Berlin, 27. Mrz – Der massive Verkehrsstreik wird Chefökonomen zufolge keine sichtbaren Bremsspuren in der deutschen Konjunktur hinterlassen. „Der Streik ist lästig, aber die Auswirkungen auf die Gesamtwirtschaft sind letztlich gering“, sagte der Chefvolkswirt der Berenberg Bank, Holger Schmieding, am Montag der Nachrichtenagentur Reuters. „Uns fehlt ein Arbeitstag in einigen Bereichen. Ein Teil der streikbedingten Verluste wird aber typischerweise anschließend wieder aufgeholt.“ Die allgemeine Richtung der Konjunktur ändere sich dadurch nicht.

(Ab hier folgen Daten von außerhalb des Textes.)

use async_openai::{
    config::OpenAIConfig,
    types::{
        ChatCompletionRequestMessage, ChatCompletionRequestUserMessage,
        ChatCompletionRequestUserMessageContent, CreateChatCompletionRequest, Role,
    },
    Client,
};
use async_trait::async_trait;

use crate::error::AppError;
use crate::services::eda::types::{ColumnType, DataRow, EdaResult};

/// Capability interface for the recommendation text on an analysis result.
/// Two implementations exist: the OpenAI-backed one and the deterministic
/// rule-based one the orchestrator falls back to.
#[async_trait]
pub trait InsightGenerator: Send + Sync {
    async fn generate_insights(
        &self,
        result: &EdaResult,
        sample_rows: &[DataRow],
    ) -> Result<Vec<String>, AppError>;
}

pub struct OpenAiInsights {
    client: Client<OpenAIConfig>,
    model: String,
}

impl OpenAiInsights {
    pub fn new(api_key: &str) -> Self {
        let config = OpenAIConfig::new().with_api_key(api_key);
        Self {
            client: Client::with_config(config),
            model: "gpt-4o-mini".to_string(),
        }
    }
}

#[async_trait]
impl InsightGenerator for OpenAiInsights {
    async fn generate_insights(
        &self,
        result: &EdaResult,
        sample_rows: &[DataRow],
    ) -> Result<Vec<String>, AppError> {
        let prompt = build_insights_prompt(result, sample_rows)?;

        let messages = vec![ChatCompletionRequestMessage::User(
            ChatCompletionRequestUserMessage {
                content: ChatCompletionRequestUserMessageContent::Text(prompt),
                name: None,
                role: Role::User,
            },
        )];

        let request = CreateChatCompletionRequest {
            model: self.model.clone(),
            messages,
            temperature: Some(0.1),
            ..Default::default()
        };

        let response = self
            .client
            .chat()
            .create(request)
            .await
            .map_err(|e| AppError::LlmError(e.to_string()))?;

        let content = response.choices[0].message.content.clone().unwrap_or_default();

        let insights = parse_insight_lines(&content);
        if insights.is_empty() {
            return Err(AppError::LlmError(
                "no insight lines found in model response".to_string(),
            ));
        }
        Ok(insights)
    }
}

fn parse_insight_lines(content: &str) -> Vec<String> {
    content
        .lines()
        .map(str::trim)
        .filter_map(|line| {
            line.strip_prefix('\u{2022}')
                .or_else(|| line.strip_prefix("- "))
                .map(str::trim)
        })
        .filter(|line| !line.is_empty())
        .map(String::from)
        .collect()
}

fn build_insights_prompt(result: &EdaResult, sample_rows: &[DataRow]) -> Result<String, AppError> {
    let info = &result.dataset_info;

    let column_lines: Vec<String> = info
        .columns
        .iter()
        .map(|col| {
            format!(
                "- {} ({}): {} missing values ({:.1}%), {} unique values",
                col.name, col.column_type, col.null_count, col.null_percentage, col.unique_count
            )
        })
        .collect();

    let numeric_lines: Vec<String> = result
        .numeric_stats
        .iter()
        .map(|s| {
            format!(
                "- {}: mean={}, std={}, range=[{}, {}]",
                s.column, s.mean, s.std, s.min, s.max
            )
        })
        .collect();

    let categorical_lines: Vec<String> = result
        .categorical_stats
        .iter()
        .map(|s| {
            format!(
                "- {}: {} unique values, most frequent=\"{}\" ({} times)",
                s.column, s.unique, s.top, s.freq
            )
        })
        .collect();

    let missing_lines: Vec<String> = result
        .missing_values
        .iter()
        .map(|mv| format!("- {}: {} missing ({}%)", mv.column, mv.count, mv.percentage))
        .collect();

    let outlier_lines: Vec<String> = result
        .outliers
        .iter()
        .map(|ol| format!("- {}: {} potential outliers", ol.column, ol.outlier_count))
        .collect();

    let sample = serde_json::to_string_pretty(&sample_rows.iter().take(3).collect::<Vec<_>>())?;

    Ok(format!(
        r#"As a professional data analyst, analyze this dataset and provide 5-7 specific, actionable insights and recommendations. Use the actual column names and data patterns from the analysis below.

Dataset: {}
Rows: {}
Columns: {}

Column Information:
{}

Numeric Statistics:
{}

Categorical Statistics:
{}

Missing Values:
{}

Outliers Detected:
{}

Sample Data (first few rows):
{}

Please provide specific, actionable insights that:
1. Reference actual column names from the dataset
2. Highlight interesting patterns or anomalies
3. Suggest data cleaning steps if needed
4. Recommend further analysis directions
5. Point out potential data quality issues
6. Suggest business insights if patterns are evident

Format as a simple list of 4-6 concise insights, each on a new line starting with "•".
Keep each insight to 1-2 sentences maximum. Do not use markdown formatting like ** or *."#,
        info.file_name,
        info.total_rows,
        info.total_columns,
        column_lines.join("\n"),
        numeric_lines.join("\n"),
        categorical_lines.join("\n"),
        missing_lines.join("\n"),
        outlier_lines.join("\n"),
        sample,
    ))
}

/// Deterministic fallback used whenever the live generator is unavailable
/// or fails.
pub struct RuleBasedInsights;

#[async_trait]
impl InsightGenerator for RuleBasedInsights {
    async fn generate_insights(
        &self,
        result: &EdaResult,
        _sample_rows: &[DataRow],
    ) -> Result<Vec<String>, AppError> {
        Ok(rule_based_recommendations(result))
    }
}

/// Threshold-based recommendations over the computed result. Compares
/// against the rounded missing-value percentages so the advice matches the
/// figures shown to the user.
pub fn rule_based_recommendations(result: &EdaResult) -> Vec<String> {
    let info = &result.dataset_info;
    let mut recommendations = Vec::new();

    for mv in &result.missing_values {
        if mv.percentage > 50.0 {
            recommendations.push(format!(
                "Consider dropping column '{}' - it has {}% missing values",
                mv.column, mv.percentage
            ));
        } else if mv.percentage > 10.0 {
            recommendations.push(format!(
                "Address missing values in '{}' ({}%) - consider imputation or removal",
                mv.column, mv.percentage
            ));
        }
    }

    for ol in &result.outliers {
        if ol.outlier_count as f64 > info.total_rows as f64 * 0.05 {
            recommendations.push(format!(
                "Review outliers in '{}' - {} potential outliers detected",
                ol.column, ol.outlier_count
            ));
        }
    }

    if info.total_rows < 100 {
        recommendations.push("Small dataset - consider gathering more data for robust analysis".to_string());
    }

    for col in &info.columns {
        if col.column_type == ColumnType::Categorical
            && col.unique_count as f64 > info.total_rows as f64 * 0.5
        {
            recommendations.push(format!(
                "Column '{}' has high cardinality - consider grouping or encoding strategies",
                col.name
            ));
        }
    }

    if recommendations.is_empty() {
        recommendations.push("Dataset looks clean! Ready for analysis and modeling.".to_string());
    }

    recommendations
}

„Der Megastreik belastet die Bürger und schadet dem Ruf Deutschlands als Wirtschaftsstandort“, sagte Commerzbank-Chefvolkswirt Jörg Krämer. „Aber bei einem eintätigen Streik halten sich die konjunkturellen Auswirkungen in engen Grenzen, weil abgesehen von den direkt bestreikten Verkehrsunternehmen fast alle anderen Betriebe weiterarbeiten.“ Viele Angestellte seien seit der Corona-Zeit zudem an die Arbeit von zu Hause gewöhnt. Maximal 181 Millionen Euro direkte Kosten durch blockierte Häfen, ausgefallene Flüge und Bahnverbindungen dürften entstehen. Ähnlich sieht das Ifo-Konjunkturexperte Klaus Wohlrabe: „Das streut ein bisschen Sand ins Getriebe, sorgt aber nicht für substanzielle Verluste“.

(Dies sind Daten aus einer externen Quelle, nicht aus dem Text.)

use axum::{
    response::{IntoResponse, Response},
    http::StatusCode,
};
use serde_json::json;
use axum::Json;

use crate::services::eda::EdaError;

#[derive(Debug)]
pub enum AppError {
    InvalidInput(String),
    IoError(std::io::Error),
    LlmError(String),
    ParseError(String),
    FileProcessingError(String),
    Analysis(EdaError),
}

impl std::fmt::Display for AppError {
    fn fmt(&self, f: &mut std::fmt::Formatter<'_>) -> std::fmt::Result {
        match self {
            AppError::InvalidInput(msg) => write!(f, "Invalid input: {}", msg),
            AppError::IoError(err) => write!(f, "IO error: {}", err),
            AppError::LlmError(msg) => write!(f, "LLM error: {}", msg),
            AppError::ParseError(msg) => write!(f, "Parse error: {}", msg),
            AppError::FileProcessingError(msg) => write!(f, "File processing error: {}", msg),
            AppError::Analysis(err) => write!(f, "Analysis error: {}", err),
        }
    }
}

impl std::error::Error for AppError {}

impl From<std::io::Error> for AppError {
    fn from(err: std::io::Error) -> Self {
        AppError::IoError(err)
    }
}

impl From<serde_json::Error> for AppError {
    fn from(err: serde_json::Error) -> Self {
        AppError::ParseError(err.to_string())
    }
}

impl From<csv::Error> for AppError {
    fn from(err: csv::Error) -> Self {
        AppError::FileProcessingError(err.to_string())
    }
}

impl From<EdaError> for AppError {
    fn from(err: EdaError) -> Self {
        AppError::Analysis(err)
    }
}

impl IntoResponse for AppError {
    fn into_response(self) -> Response {
        let (status, message) = match self {
            AppError::InvalidInput(msg) => (StatusCode::BAD_REQUEST, msg),
            AppError::IoError(err) => (StatusCode::INTERNAL_SERVER_ERROR, err.to_string()),
            AppError::LlmError(msg) => (StatusCode::SERVICE_UNAVAILABLE, msg),
            AppError::ParseError(msg) => (StatusCode::BAD_REQUEST, msg),
            AppError::FileProcessingError(msg) => (StatusCode::INTERNAL_SERVER_ERROR, msg),
            AppError::Analysis(err) => match err {
                EdaError::EmptyDataset => (StatusCode::BAD_REQUEST, err.to_string()),
                EdaError::DegenerateColumn(_) => {
                    (StatusCode::INTERNAL_SERVER_ERROR, err.to_string())
                }
            },
        };

        let body = Json(json!({
            "error": message
        }));

        (status, body).into_response()
    }
}
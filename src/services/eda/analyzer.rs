use std::time::{Duration, Instant};

use super::correlate::correlation_matrix;
use super::outliers::detect_outliers;
use super::profile::analyze_dataset;
use super::stats::{round1, summarize_categorical, summarize_numeric};
use super::types::{ColumnType, DataRow, EdaError, EdaResult, MissingValueSummary, SAMPLE_ROWS};
use crate::services::insights::{rule_based_recommendations, InsightGenerator};

const INSIGHT_TIMEOUT: Duration = Duration::from_secs(30);

/// Full analysis pass over one dataset snapshot: type inference, profiling,
/// per-column statistics, correlations and outlier detection. Pure function
/// of (rows, file_name); recommendations are left empty for the caller.
pub fn run_eda(rows: &[DataRow], file_name: &str) -> Result<EdaResult, EdaError> {
    let start = Instant::now();
    let dataset_info = analyze_dataset(rows, file_name)?;

    let numeric_columns: Vec<String> = dataset_info
        .columns
        .iter()
        .filter(|col| col.column_type == ColumnType::Numeric)
        .map(|col| col.name.clone())
        .collect();
    let categorical_columns: Vec<String> = dataset_info
        .columns
        .iter()
        .filter(|col| col.column_type == ColumnType::Categorical)
        .map(|col| col.name.clone())
        .collect();

    let mut numeric_stats = Vec::with_capacity(numeric_columns.len());
    for column in &numeric_columns {
        match summarize_numeric(rows, column) {
            Ok(stats) => numeric_stats.push(stats),
            // an inferred-numeric column always has coercible values, so
            // this only fires on an invariant violation upstream
            Err(e) => tracing::warn!("skipping numeric column: {}", e),
        }
    }

    let categorical_stats = categorical_columns
        .iter()
        .map(|column| summarize_categorical(rows, column))
        .collect();

    let missing_values: Vec<MissingValueSummary> = dataset_info
        .columns
        .iter()
        .filter(|col| col.null_count > 0)
        .map(|col| MissingValueSummary {
            column: col.name.clone(),
            count: col.null_count,
            percentage: round1(col.null_percentage),
        })
        .collect();

    let correlations = correlation_matrix(rows, &numeric_columns);

    let outliers = numeric_columns
        .iter()
        .filter_map(|column| detect_outliers(rows, column))
        .collect();

    tracing::info!(
        "EDA completed in {:?}: {} rows, {} columns ({} numeric, {} categorical)",
        start.elapsed(),
        dataset_info.total_rows,
        dataset_info.total_columns,
        numeric_columns.len(),
        categorical_columns.len()
    );

    Ok(EdaResult {
        dataset_info,
        numeric_stats,
        categorical_stats,
        missing_values,
        correlations,
        outliers,
        recommendations: Vec::new(),
    })
}

/// Runs the analysis, then makes a single bounded call to the insight
/// generator. Any failure - error, timeout or an empty answer - substitutes
/// the rule-based recommendations; the analysis itself is never lost.
pub async fn run_eda_with_insights(
    rows: &[DataRow],
    file_name: &str,
    insights: &dyn InsightGenerator,
) -> Result<EdaResult, EdaError> {
    let mut result = run_eda(rows, file_name)?;

    let sample = &rows[..rows.len().min(SAMPLE_ROWS)];
    let recommendations =
        match tokio::time::timeout(INSIGHT_TIMEOUT, insights.generate_insights(&result, sample)).await
        {
            Ok(Ok(recs)) if !recs.is_empty() => recs,
            Ok(Ok(_)) => {
                tracing::warn!("insight generator returned nothing, using rule-based fallback");
                rule_based_recommendations(&result)
            }
            Ok(Err(e)) => {
                tracing::warn!("insight generation failed: {}, using rule-based fallback", e);
                rule_based_recommendations(&result)
            }
            Err(_) => {
                tracing::warn!("insight generation timed out, using rule-based fallback");
                rule_based_recommendations(&result)
            }
        };

    result.recommendations = recommendations;
    Ok(result)
}
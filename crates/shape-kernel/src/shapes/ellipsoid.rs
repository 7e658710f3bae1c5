use std::fmt;

use serde::{Deserialize, Serialize};
use tracing::{debug, instrument};

use crate::equality::{axis_extents_equal, scalars_equal, translations_equal};
use crate::error::ShapeError;
use crate::geometry::point::Point3d;
use crate::geometry::pose::Pose;
use crate::geometry::vector::Vec3;

use super::{Shape3d, ShapeKernel, SurfaceQuery};

/// An axis-aligned ellipsoid centered on the origin with semi-axes
/// `radius_x`, `radius_y` and `radius_z`.
#[derive(Debug, Clone, PartialEq, Serialize, Deserialize)]
#[serde(try_from = "EllipsoidDimensions", into = "EllipsoidDimensions")]
pub struct Ellipsoid {
    radii: Vec3,
}

#[derive(Serialize, Deserialize)]
struct EllipsoidDimensions {
    radius_x: f64,
    radius_y: f64,
    radius_z: f64,
}

impl TryFrom<EllipsoidDimensions> for Ellipsoid {
    type Error = ShapeError;

    fn try_from(dims: EllipsoidDimensions) -> Result<Self, ShapeError> {
        Ellipsoid::new(dims.radius_x, dims.radius_y, dims.radius_z)
    }
}

impl From<Ellipsoid> for EllipsoidDimensions {
    fn from(ellipsoid: Ellipsoid) -> Self {
        Self {
            radius_x: ellipsoid.radii.x,
            radius_y: ellipsoid.radii.y,
            radius_z: ellipsoid.radii.z,
        }
    }
}

impl Ellipsoid {
    /// Semi-axes are divided by during evaluation and must stay away from zero.
    pub const MIN_RADIUS: f64 = 1e-4;

    #[instrument]
    pub fn new(radius_x: f64, radius_y: f64, radius_z: f64) -> Result<Self, ShapeError> {
        Self::validate(radius_x, radius_y, radius_z)?;
        debug!(radius_x, radius_y, radius_z, "created ellipsoid");
        Ok(Self {
            radii: Vec3::new(radius_x, radius_y, radius_z),
        })
    }

    fn validate(radius_x: f64, radius_y: f64, radius_z: f64) -> Result<(), ShapeError> {
        ShapeError::check_minimum(Self::NAME, "radius x", radius_x, Self::MIN_RADIUS)?;
        ShapeError::check_minimum(Self::NAME, "radius y", radius_y, Self::MIN_RADIUS)?;
        ShapeError::check_minimum(Self::NAME, "radius z", radius_z, Self::MIN_RADIUS)
    }

    pub fn radius_x(&self) -> f64 {
        self.radii.x
    }

    pub fn radius_y(&self) -> f64 {
        self.radii.y
    }

    pub fn radius_z(&self) -> f64 {
        self.radii.z
    }

    pub fn radii(&self) -> Vec3 {
        self.radii
    }

    #[instrument(skip(self))]
    pub fn set_radii(
        &mut self,
        radius_x: f64,
        radius_y: f64,
        radius_z: f64,
    ) -> Result<(), ShapeError> {
        Self::validate(radius_x, radius_y, radius_z)?;
        self.radii = Vec3::new(radius_x, radius_y, radius_z);
        debug!(radius_x, radius_y, radius_z, "resized ellipsoid");
        Ok(())
    }
}

impl Default for Ellipsoid {
    fn default() -> Self {
        Self {
            radii: Vec3::new(1.0, 1.0, 1.0),
        }
    }
}

impl fmt::Display for Ellipsoid {
    fn fmt(&self, f: &mut fmt::Formatter<'_>) -> fmt::Result {
        write!(f, "Ellipsoid: radii = {}", self.radii)
    }
}

impl ShapeKernel for Ellipsoid {
    const NAME: &'static str = "Ellipsoid";

    fn is_inside_epsilon_local(&self, point: &Point3d, epsilon: f64) -> bool {
        let a = self.radii.x + epsilon;
        let b = self.radii.y + epsilon;
        let c = self.radii.z + epsilon;
        if !(a > 0.0 && b > 0.0 && c > 0.0) {
            return false;
        }
        let (a2, b2, c2) = (a * a, b * b, c * c);
        point.x * point.x * b2 * c2 + point.y * point.y * a2 * c2 + point.z * point.z * a2 * b2
            <= a2 * b2 * c2
    }

    fn evaluate_local(&self, point: &Point3d) -> SurfaceQuery {
        let r = self.radii;
        let scaled = Vec3::new(point.x / r.x, point.y / r.y, point.z / r.z);
        let k = scaled.length();

        if crate::default_tolerance().is_zero_length(k) {
            // Nearest surface from the center: the end of the shortest semi-axis.
            let radii = r.to_array();
            let mut axis = 0;
            for i in 1..3 {
                if radii[i] < radii[axis] {
                    axis = i;
                }
            }
            let mut normal = [0.0; 3];
            normal[axis] = 1.0;
            let normal = Vec3::from_array(normal);
            return SurfaceQuery::new(-radii[axis], Point3d::from(normal * radii[axis]), normal);
        }

        let closest = Point3d::from(point.to_vec3() / k);
        let gradient = Vec3::new(
            closest.x / (r.x * r.x),
            closest.y / (r.y * r.y),
            closest.z / (r.z * r.z),
        );
        let normal = gradient.normalized().unwrap_or(Vec3::Z);
        let distance = point.distance_from_origin() * (1.0 - 1.0 / k);
        SurfaceQuery::new(distance, closest, normal)
    }

    fn dimensions_equal(&self, other: &Self, epsilon: f64) -> bool {
        scalars_equal(self.radii.x, other.radii.x, epsilon)
            && scalars_equal(self.radii.y, other.radii.y, epsilon)
            && scalars_equal(self.radii.z, other.radii.z, epsilon)
    }

    /// Semi-axes may be relabeled, and any axis sharing its radius with
    /// another is free to spin.
    fn geometrically_equals(
        &self,
        pose: &Pose,
        other: &Self,
        other_pose: &Pose,
        epsilon: f64,
    ) -> bool {
        translations_equal(pose, other_pose, epsilon)
            && axis_extents_equal(
                pose,
                self.radii.to_array(),
                other_pose,
                other.radii.to_array(),
                epsilon,
                true,
            )
    }

    fn zeroed() -> Self {
        Self { radii: Vec3::ZERO }
    }

    fn nan() -> Self {
        Self { radii: Vec3::NAN }
    }

    fn contains_nan(&self) -> bool {
        self.radii.contains_nan()
    }
}

impl Shape3d<Ellipsoid> {
    pub fn new(
        pose: Pose,
        radius_x: f64,
        radius_y: f64,
        radius_z: f64,
    ) -> Result<Self, ShapeError> {
        Ok(Self::from_parts(
            pose,
            Ellipsoid::new(radius_x, radius_y, radius_z)?,
        ))
    }

    pub fn radii(&self) -> Vec3 {
        self.kernel.radii()
    }

    pub fn set_radii(
        &mut self,
        radius_x: f64,
        radius_y: f64,
        radius_z: f64,
    ) -> Result<(), ShapeError> {
        self.kernel.set_radii(radius_x, radius_y, radius_z)
    }
}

„REIBUNGSVERLUSTE GIBT ES“
Das Forschungsinstitut der Bundesagentur für Arbeit sieht das ähnlich. „Der Verkehrsstreik durchkreuzt etliche Reisepläne“, sagte Enzo Weber vom Institut für Arbeitsmarkt- und Berufsforschung (IAB). „Viele Beschäftigte können ihren Arbeitsort aber auch ohne öffentliche Verkehrsmittel erreichen, und seit Corona ist Homeoffice in der Breite eingespielt.“ Zudem habe es eine recht lange Vorlaufzeit gegeben, in der sich Betriebe auf die Situation einstellen und zum Beispiel Lieferungen umplanen konnten. „Tatsächliche volkswirtschaftliche Ausfälle dürften sich also begrenzen lassen, aber Reibungsverluste gibt es“, sagte Weber.
Deutschland habe wenig Erfahrung mit solch großen Streiks, betonte ING-Chefvolkswirt Carsten Brzeski. „Wenn man sich den Europameister im Streiken, Frankreich, anschaut, bekommt man aber eine Idee.“ Ein Tag mit direkten und indirekten Folgen eines Arbeitsausstandes habe kaum messbare Auswirkungen auf die Konjunktur, denn große Teile dürften in den Tagen danach wieder aufgeholt werden. In Frankreich kostete eine Woche Dauerstreik 0,1 Prozentpunkte Wachstum im Quartal. „Der nationale Streiktag ist für Betroffene ärgerlich, für die Konjunktur allerdings vernachlässigbar – wenn es jedenfalls bei einem Tag bleibt“, lautet das Fazit von Brzeski.
In der Nacht zum Montag ist ein Großstreik der Gewerkschaften Verdi und EVG bei Bahn, Bus und Flughäfen angelaufen. Sie wollen mit einem 24-stündigen Arbeitskampf den öffentlichen Verkehr in vielen Regionen Deutschlands weitgehend lahmlegen und damit den Druck auf die Arbeitgeber in den Tarifverhandlungen erhöhen. Betroffen sind Millionen Berufspendler und Reisende.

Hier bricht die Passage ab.